As I entered the store and made my way to the produce section, I grabbed a plastic bag, stuffed a bunch of bananas, and proceeded to place in my shopping cart. I was headed to the red potatoes when I suddenly heard a loud bang and, seconds later, people shouting for help and running. I stopped and ran to see what was going on only to discover a grocery store worker was experiencing a seizure and his team members did not know what was happening.
I quickly jumped in and gave directions to two of the grocery store workers on what to do. I said, “turn him on his side.” For a moment they looked at me as if I were crazy. They even repeated back to me in a questioning manner, “turn him on his side?” I said, “yes, turn him on his side. Clear that bar from near his head, stay with him and keep him comfortable.”
Other team members were yelling to grab the first aid kit. When they brought the kit, someone took a pencil out of the box and wanted to place it in the man’s mouth. I immediately said, “no, do not place anything in his mouth, keep him on side, stay with him.” I asked the folks who were crowding around to move back and give them space.

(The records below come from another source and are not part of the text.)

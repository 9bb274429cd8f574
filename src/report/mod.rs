//! Consolidation of decoded rubric entries into the two report tables.
//!
//! The raw table is a direct join of every entry against the description
//! lookup; the grouped table summarises one row per (competency period,
//! rubric code) pair. Both are regenerated wholesale on every call, so the
//! same input always produces identical tables.

use std::collections::{BTreeMap, BTreeSet, HashMap};

use rust_decimal::Decimal;
use serde::Serialize;

use crate::model::{RubricEntry, competency_label};

/// One raw-table row: an entry joined with its resolved description.
#[derive(Debug, Clone, PartialEq, Serialize)]
pub struct RawRow {
    pub competency: String,
    pub rubric_code: String,
    pub description: String,
    pub employee_code: String,
    pub value: Decimal,
}

/// One grouped-table row: the consolidated figures for a (period, rubric)
/// pair.
#[derive(Debug, Clone, PartialEq, Serialize)]
pub struct GroupedRow {
    /// Period label in `month/year` form, derived from the competency token.
    pub period: String,
    pub rubric_code: String,
    pub description: String,
    /// Number of distinct employee codes contributing to the group.
    pub employee_count: usize,
    /// Exact sum of every entry value in the group.
    pub value_sum: Decimal,
}

/// The two tables handed to the report renderers.
#[derive(Debug, Clone, PartialEq, Serialize)]
pub struct ReportData {
    pub raw: Vec<RawRow>,
    pub grouped: Vec<GroupedRow>,
}

/// Joins entries against the description lookup and consolidates them.
///
/// Entries whose rubric code has no description get an empty description in
/// both tables rather than failing; the two record kinds may arrive in any
/// order or be incomplete. The grouped table comes back sorted ascending by
/// period label then rubric code, both as plain string compares, which is the
/// order the rendered report relies on.
pub fn build_report(entries: &[RubricEntry], descriptions: &HashMap<String, String>) -> ReportData {
    let resolve = |code: &str| descriptions.get(code).cloned().unwrap_or_default();

    let raw = entries
        .iter()
        .map(|entry| RawRow {
            competency: entry.competency.clone(),
            rubric_code: entry.rubric_code.clone(),
            description: resolve(&entry.rubric_code),
            employee_code: entry.employee_code.clone(),
            value: entry.value,
        })
        .collect();

    // BTreeMap keyed by (period, rubric) yields the required sort order for
    // free when drained.
    let mut groups: BTreeMap<(String, String), Group> = BTreeMap::new();
    for entry in entries {
        let key = (
            competency_label(&entry.competency),
            entry.rubric_code.clone(),
        );
        let group = groups.entry(key).or_default();
        group.employees.insert(entry.employee_code.clone());
        group.value_sum += entry.value;
    }

    let grouped = groups
        .into_iter()
        .map(|((period, rubric_code), group)| GroupedRow {
            period,
            description: resolve(&rubric_code),
            rubric_code,
            employee_count: group.employees.len(),
            value_sum: group.value_sum,
        })
        .collect();

    ReportData { raw, grouped }
}

#[derive(Debug, Default)]
struct Group {
    employees: BTreeSet<String>,
    value_sum: Decimal,
}

#[cfg(test)]
mod tests {
    use super::*;
    use std::str::FromStr;

    fn dec(s: &str) -> Decimal {
        Decimal::from_str(s).unwrap()
    }

    fn entry(rubric: &str, value: &str, employee: &str, competency: &str) -> RubricEntry {
        RubricEntry {
            rubric_code: rubric.to_string(),
            value: dec(value),
            employee_code: employee.to_string(),
            competency: competency.to_string(),
        }
    }

    fn descriptions(pairs: &[(&str, &str)]) -> HashMap<String, String> {
        pairs
            .iter()
            .map(|(code, text)| (code.to_string(), text.to_string()))
            .collect()
    }

    #[test]
    fn consolidates_one_group_with_distinct_employee_count() {
        let entries = vec![
            entry("0001", "150.50", "E1", "012024"),
            entry("0001", "200.00", "E1", "012024"),
            entry("0001", "50.00", "E2", "012024"),
        ];
        let lookup = descriptions(&[("0001", "Salario")]);

        let report = build_report(&entries, &lookup);

        assert_eq!(report.grouped.len(), 1);
        let row = &report.grouped[0];
        assert_eq!(row.period, "01/2024");
        assert_eq!(row.rubric_code, "0001");
        assert_eq!(row.description, "Salario");
        assert_eq!(row.employee_count, 2);
        assert_eq!(row.value_sum, dec("400.50"));
    }

    #[test]
    fn unmatched_rubric_gets_empty_description() {
        let entries = vec![entry("0002", "10.00", "E1", "012024")];
        let report = build_report(&entries, &HashMap::new());

        assert_eq!(report.raw[0].description, "");
        assert_eq!(report.grouped[0].description, "");
    }

    #[test]
    fn empty_input_yields_empty_tables() {
        let report = build_report(&[], &HashMap::new());
        assert!(report.raw.is_empty());
        assert!(report.grouped.is_empty());
    }

    #[test]
    fn raw_table_preserves_input_order() {
        let entries = vec![
            entry("0009", "1.00", "E1", "022024"),
            entry("0001", "2.00", "E2", "012024"),
        ];
        let report = build_report(&entries, &HashMap::new());

        assert_eq!(report.raw.len(), 2);
        assert_eq!(report.raw[0].rubric_code, "0009");
        assert_eq!(report.raw[1].rubric_code, "0001");
    }

    #[test]
    fn grouped_table_sorts_by_period_then_rubric() {
        let entries = vec![
            entry("0002", "1.00", "E1", "022024"),
            entry("0001", "1.00", "E1", "022024"),
            entry("0003", "1.00", "E1", "012024"),
        ];
        let report = build_report(&entries, &HashMap::new());

        let keys: Vec<(&str, &str)> = report
            .grouped
            .iter()
            .map(|row| (row.period.as_str(), row.rubric_code.as_str()))
            .collect();
        assert_eq!(
            keys,
            vec![
                ("01/2024", "0003"),
                ("02/2024", "0001"),
                ("02/2024", "0002"),
            ]
        );
        for pair in report.grouped.windows(2) {
            assert!(
                (&pair[0].period, &pair[0].rubric_code) <= (&pair[1].period, &pair[1].rubric_code)
            );
        }
    }

    #[test]
    fn duplicate_employees_count_once_but_sum_everything() {
        let entries = vec![
            entry("0001", "10.00", "E1", "012024"),
            entry("0001", "-10.00", "E1", "012024"),
            entry("0001", "0.00", "E1", "012024"),
        ];
        let report = build_report(&entries, &HashMap::new());

        let row = &report.grouped[0];
        assert_eq!(row.employee_count, 1);
        assert_eq!(row.value_sum, dec("0.00"));
    }

    #[test]
    fn group_sums_match_raw_rows() {
        let entries = vec![
            entry("0001", "10.00", "E1", "012024"),
            entry("0001", "15.00", "E2", "012024"),
            entry("0002", "7.50", "E1", "012024"),
            entry("0001", "3.25", "E3", "022024"),
        ];
        let report = build_report(&entries, &HashMap::new());

        for group in &report.grouped {
            let expected: Decimal = report
                .raw
                .iter()
                .filter(|row| {
                    competency_label(&row.competency) == group.period
                        && row.rubric_code == group.rubric_code
                })
                .map(|row| row.value)
                .sum();
            assert_eq!(group.value_sum, expected);
        }
    }

    #[test]
    fn rebuilding_from_the_same_input_is_identical() {
        let entries = vec![
            entry("0001", "10.00", "E1", "012024"),
            entry("0002", "20.00", "E2", "022024"),
        ];
        let lookup = descriptions(&[("0001", "Salario"), ("0002", "Bonus")]);

        let first = build_report(&entries, &lookup);
        let second = build_report(&entries, &lookup);
        assert_eq!(first, second);
    }
}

While all of this was going on, the general manager was on the phone with a 911 dispatcher explaining the situation. I tried to assure the general manager he would be OK, but she was upset as she was trying to speak to the dispatcher. I could overhear the dispatcher relaying to the general manager the same instructions that I had already given to the store workers who were aiding the man experiencing the seizure.
The man eventually moved through his seizure and gained full consciousness. He managed to get up with the help of his co-workers and they sat him in a chair. By this time, First Responders were now in the store and made their way to him and provided the care that was needed.
I slipped away to go back to shopping and minding my own business. As I moved through the store, a customer who had witnessed the incident came up to me and thanked me for my help. I chatted with her about the Epilepsy Foundation, Seizure First Aid, and gave her our website.
She said, “I need to learn that first aid.”
I smiled and said, “yes, it is so important and can save a life.”
I continued with my shopping and the next thing I knew, the general manager, had tracked me down in the store to thank me for my help. She said, “you were so calm. I thought you were a doctor.” As the general manager continued chatting with me, she started to cry. She said, “I couldn’t do anything for him.”
I tried to assure her that things happen and for reasons we do not always know. I shared I worked for the Epilepsy Foundation and I am not a doctor, but we offer Seizure First Aid training to communities all over the world. I offered to get the poster to her so she can post it in their office and employee lounge. I also asked if she would be interested in her team being trained and she said yes. She provided her phone number and email address.
I finished my shopping, checked out and departed the store. Upon arriving home, I shared with my husband my experience at the grocery store. As I told him the story I began to cry. In that moment, I realized the Seizure First Aid training that I participated in and became certified on November 5th, made a difference in the lives of several people on December 3rd.